The backdrop is the Kargil war, the locations plentiful (Srinagar, Belgrade, Leh, Ladakh, sets standing in for Kashmir) and the movements cross-border. But Kaatru Veliyidai actually plays out inside a snow globe in which a man and a woman reach out to each other, move away and come close again, not because they want to, but because they have nowhere else to go.
Ratnam’s Tamil-language film (the title, loosely translated, refers to a wind-blown expanse) travels beyond his comfort zone Chennai to the wintry expanses of Kashmir. In Srinagar, Indian Air Force squadron leader Varun (Karthi) wakes up after a gruesome accident and records the presence of Leela in his mind’s eye. Since Ratnam is a firm believer in love at first sight, the fates of these two individuals are soldered together thereon, and no power in the world can uncouple them¸ including narrative logic.

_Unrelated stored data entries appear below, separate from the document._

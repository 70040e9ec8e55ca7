use flint_host::{
    GeometryDesc, Listeners, NodeDesc, ProgramDesc, TextDesc, UniformValue, VertexChannel,
};

use crate::app::config::{MenuConfig, SpawnerConfig};

pub(crate) const MENU_NODE_NAME: &str = "menu";
pub(crate) const GAME_NODE_NAME: &str = "game";

const COLOR_VERTEX_SHADER: &str = "#version 300 es
in vec3 Position;
in vec4 VertexColor;
uniform mat4 Modelm;
uniform mat4 Viewm;
uniform mat4 Projectionm;
out vec4 fragmentColor;
void main()
{
 gl_Position = Projectionm * (Viewm * (Modelm * vec4(Position, 1.0)));
 fragmentColor = VertexColor;
}";

const COLOR_FRAGMENT_SHADER: &str = "#version 300 es
in lowp vec4 fragmentColor;
out lowp vec4 outColor;
void main()
{
 outColor = fragmentColor;
}";

#[rustfmt::skip]
const BOX_INDICES: [u16; 36] = [
    0, 1, 2, 2, 3, 0, // top
    4, 5, 6, 6, 7, 4, // bottom
    2, 6, 7, 7, 1, 2, // right
    0, 4, 5, 5, 3, 0, // left
    3, 5, 6, 6, 2, 3, // front
    0, 1, 7, 7, 4, 0, // back
];

pub(crate) fn color_program() -> ProgramDesc {
    ProgramDesc {
        vertex_source: COLOR_VERTEX_SHADER.to_string(),
        fragment_source: COLOR_FRAGMENT_SHADER.to_string(),
    }
}

/// Axis-aligned cube centered on the origin, positions only.
pub(crate) fn box_geometry(size: f32) -> GeometryDesc {
    let s = size / 2.0;
    let corners: [[f32; 3]; 8] = [
        [-s, s, -s],
        [s, s, -s],
        [s, s, s],
        [-s, s, s],
        [-s, -s, -s],
        [-s, -s, s],
        [s, -s, s],
        [s, -s, -s],
    ];
    GeometryDesc {
        layout: vec![VertexChannel::Position],
        vertices: corners.iter().flatten().copied().collect(),
        indices: BOX_INDICES.to_vec(),
    }
}

pub(crate) fn menu_node(menu: &MenuConfig) -> NodeDesc {
    NodeDesc::named(MENU_NODE_NAME)
        .with_position(menu.position)
        .with_text(TextDesc {
            value: menu.label.clone(),
            color: menu.text_color,
            size: menu.text_size,
        })
        .with_listeners(Listeners {
            gaze_hover: true,
            gesture: true,
            ..Listeners::default()
        })
}

/// Empty container that enemies hang off; it carries the frame listener so
/// frames only arrive while the game screen is attached.
pub(crate) fn game_node() -> NodeDesc {
    NodeDesc::named(GAME_NODE_NAME).with_listeners(Listeners {
        frame: true,
        ..Listeners::default()
    })
}

pub(crate) fn enemy_node(spawner: &SpawnerConfig, session: u32, index: usize) -> NodeDesc {
    NodeDesc::named(format!("enemy-{session}-{index}"))
        .with_geometry(box_geometry(spawner.box_size))
        .with_program(color_program())
        .with_position(spawner.spawn_position)
        .with_uniform("color", UniformValue::Vec4(spawner.color))
}

#[cfg(test)]
mod tests {
    use super::*;

    #[test]
    fn box_geometry_is_valid_cube() {
        let geometry = box_geometry(2.0);
        geometry.validate().expect("valid cube");
        assert_eq!(geometry.vertex_count(), 8);
        assert_eq!(geometry.indices.len(), 36);
        assert!(geometry.vertices.iter().all(|value| value.abs() == 1.0));
    }

    #[test]
    fn enemy_node_starts_far_away_in_red() {
        let spawner = SpawnerConfig::default();
        let desc = enemy_node(&spawner, 1, 3);
        assert_eq!(desc.name.as_deref(), Some("enemy-1-3"));
        assert_eq!(desc.transform.position, spawner.spawn_position);
        assert_eq!(
            desc.uniforms.get("color"),
            Some(&UniformValue::Vec4(spawner.color))
        );
        assert!(desc.program.is_some());
        assert_eq!(desc.listeners, Listeners::default());
    }

    #[test]
    fn menu_node_listens_for_gaze_and_gestures_only() {
        let desc = menu_node(&MenuConfig::default());
        let text = desc.text.as_ref().expect("menu text");
        assert_eq!(text.value, "Start Game");
        assert_eq!(text.size, 12.0);
        assert!(desc.listeners.gaze_hover && desc.listeners.gesture);
        assert!(!desc.listeners.frame);
        assert!(game_node().listeners.frame);
    }
}
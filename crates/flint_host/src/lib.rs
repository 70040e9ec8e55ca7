pub mod app;

pub use app::{
    load_input_script, run_host, run_host_with_metrics, App, EventQueue, EventSender, FrameEvent,
    FramePacing, GeometryDesc, GeometryError, HostError, HostEvent, HostInputs, HostReport,
    InputCommand, InputScript, InputScriptError, InteractionCollector, Listeners, LoopConfig,
    LoopMetricsSnapshot, MetricsHandle, NodeDesc, NodeId, NodeIdAllocator, ProgramDesc,
    QueueClosed, SceneCollaborator, SceneError, SceneGraph, SceneNode, ScriptedInput, TextDesc,
    TextureDesc, Transform, UniformValue, Vec3, Vec4, VertexChannel, ViewPose,
};
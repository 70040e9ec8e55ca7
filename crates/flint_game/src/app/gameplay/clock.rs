use flint_host::Vec3;

use super::types::{ApplicationState, Screen};
use crate::app::config::SpawnerConfig;

/// Captures the session baseline on the first call and refreshes
/// `elapsed_seconds`. Timestamps before the baseline clamp to zero.
/// Non-finite timestamps leave the state untouched and yield `None`.
pub(crate) fn advance_clock(state: &mut ApplicationState, timestamp: f64) -> Option<f64> {
    if !timestamp.is_finite() {
        return None;
    }
    let start = *state.clock_start.get_or_insert(timestamp);
    state.elapsed_seconds = (timestamp - start).max(0.0);
    Some(state.elapsed_seconds)
}

/// Spawn gate. Re-evaluated on every frame, so at most one spawn fires per
/// call and a dropped frame only delays the next spawn.
pub(crate) fn spawn_due(state: &ApplicationState, spawner: &SpawnerConfig) -> bool {
    state.screen == Screen::Game
        && state.level == 1
        && state.spawned_count < spawner.capacity
        && spawner.cadence_seconds * state.spawned_count as f64 <= state.elapsed_seconds
}

/// Position of the enemy in registry slot `index` after `elapsed_seconds`.
pub(crate) fn enemy_position(index: usize, elapsed_seconds: f64, spawner: &SpawnerConfig) -> Vec3 {
    Vec3::new(
        index as f32 * spawner.spacing - spawner.offset,
        spawner.spawn_position.y,
        elapsed_seconds as f32 - spawner.depth_bias,
    )
}

#[cfg(test)]
mod tests {
    use super::*;

    fn game_state() -> ApplicationState {
        ApplicationState {
            screen: Screen::Game,
            ..ApplicationState::default()
        }
    }

    #[test]
    fn first_timestamp_becomes_baseline() {
        let mut state = game_state();
        assert_eq!(advance_clock(&mut state, 100.0), Some(0.0));
        assert_eq!(state.clock_start, Some(100.0));
        assert_eq!(advance_clock(&mut state, 101.5), Some(1.5));
        assert_eq!(advance_clock(&mut state, 99.0), Some(0.0));
        assert_eq!(state.clock_start, Some(100.0));
    }

    #[test]
    fn non_finite_timestamps_never_set_the_baseline() {
        let mut state = game_state();
        assert_eq!(advance_clock(&mut state, f64::NAN), None);
        assert_eq!(advance_clock(&mut state, f64::INFINITY), None);
        assert_eq!(state.clock_start, None);
        assert_eq!(state.elapsed_seconds, 0.0);

        assert_eq!(advance_clock(&mut state, 4.0), Some(0.0));
        assert_eq!(advance_clock(&mut state, f64::NEG_INFINITY), None);
        assert_eq!(advance_clock(&mut state, 5.5), Some(1.5));
        assert_eq!(state.clock_start, Some(4.0));
    }

    #[test]
    fn gate_requires_game_screen_level_one_and_free_capacity() {
        let spawner = SpawnerConfig::default();
        let mut state = game_state();
        assert!(spawn_due(&state, &spawner));

        state.screen = Screen::Menu;
        assert!(!spawn_due(&state, &spawner));

        state.screen = Screen::Game;
        state.level = 2;
        assert!(!spawn_due(&state, &spawner));

        state.level = 1;
        state.spawned_count = spawner.capacity;
        state.elapsed_seconds = 1_000.0;
        assert!(!spawn_due(&state, &spawner));
    }

    #[test]
    fn gate_opens_on_cadence_boundary() {
        let spawner = SpawnerConfig::default();
        let mut state = game_state();
        state.spawned_count = 2;
        state.elapsed_seconds = 2.9;
        assert!(!spawn_due(&state, &spawner));
        state.elapsed_seconds = 3.0;
        assert!(spawn_due(&state, &spawner));
    }

    #[test]
    fn enemy_position_is_pure_and_index_local() {
        let spawner = SpawnerConfig::default();
        let first = enemy_position(3, 12.5, &spawner);
        assert_eq!(first, enemy_position(3, 12.5, &spawner));
        assert_eq!(first, Vec3::new(-30.0, 0.0, -87.5));
        assert_eq!(enemy_position(0, 0.0, &spawner), Vec3::new(-60.0, 0.0, -100.0));
        assert_eq!(enemy_position(7, 12.5, &spawner).z, first.z);
    }
}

A civilian doctor with her own military connections, Leela (Aditi Rao Hydari) is equally smitten by Varun. Their romance proceeds at the taxpayer’s expense – both these government officials have all the time in the world to canoodle – and Leela refuses to step back when it becomes clear that Varun is arrogant, egoistic, emotionally repressed, and potentially abusive. Leela gets her fair share of warnings – in a chilling scene that is superbly orchestrated, Varun humiliates her in front of his buddies. Yet, she returns the next day, and the next.
Fortunately for this troubled couple, the movie is set in 1999 and India is on the verge of a war with Pakistan. Varun’s capture by Pakistani forces whisks him away from Leela and throws him the lifeline of redemption.
The story unfolds as dreamy flashback , marked by the unattainable beauty that is the hallmark of every Mani Ratnam production. The movie has been fabulously lensed by Ravi S Varman. Rather than handheld shooting that is chopped into nano-second frames on the editing table, we have here a classical, stately approach with rich yet subtle colour tones and textures that flood the eye with one gorgeous image after another.
The visual distraction is welcome in the absence of psychological shading. Ratnam’s cinema has been justifiably accused of being all surface and no inner life. In Kaatru Veliyidai, he rehashes themes and moments from his previous films, but he also takes a bash at understanding the gender wars. Leela is the archetypal Mani Ratnam heroine – a spectral vision of perfection and the epitome of decorum. For a change, her submissiveness has a purpose. When she experiences her first airplane ride, she wants to scream out in joy. She takes cares to ask Varun’s permission first, and he nods in approval. Leela lets her throat muscles rip, but only after a suitable pause.
The forever tremulous Leela’s remonstrations are as gentle and light as her voice and her skin tone (she doesn’t even have the misfortune of possessing under-eye bags like mortals), but she does try to challenge Varun’s aggression and his warmongering tendencies. Varun’s family is supposedly dysfunctional, but since Ratnam packs the insight into a single scene, and it follows a rousing song, the source of Varun’s neurosis remains an enigma.
Rao Hydari’s swooning body language and dancerly gait are well suited to her character, and she fares better than Karthi, whose acting range is too limited to suggest a volcano beneath the smooth skin. Karthi’s trademark eyeball rolling and smug expression are not enough to give a measure of Varun’s complexity. The character is underwritten, and the actor who plays him unsuited to even the halfhearted demands of the script.
Several other minor characters poke their heads into the snow globe from time to time. Among the ones that make an impression are RJ Balaji as Varun’s friend and Rukmini Vijaykumar as Leela’s confidante. Delhi Ganesh and KPAC Lalitha have redundant walk-on parts, and Vipin Sharma suffers the brutal reality of an edit oriented in the direction of the leads. He has just about two scenes.
Twenty five films later, is it gratifying or stultifying to learn that Mani Ratnam still believes in the power of love to melt opposition, repair age-old schisms and fundamentally alter an individual’s personality? If there is anything to distinguish Kaatru Veliyidai from Ratnam’s previous romances, it is the suggestion that the affair has a sadomasochistic quality. Despite an obvious lack of frisson or a purpose to be together, Varun and Leela are actually made for each other. Invisible whips and torture racks are nestled in the spellbinding vistas and coded into the faux poetic pronouncements of mutual ardour – Fifty Shades of Grey, without the pain or accompanying pleasure.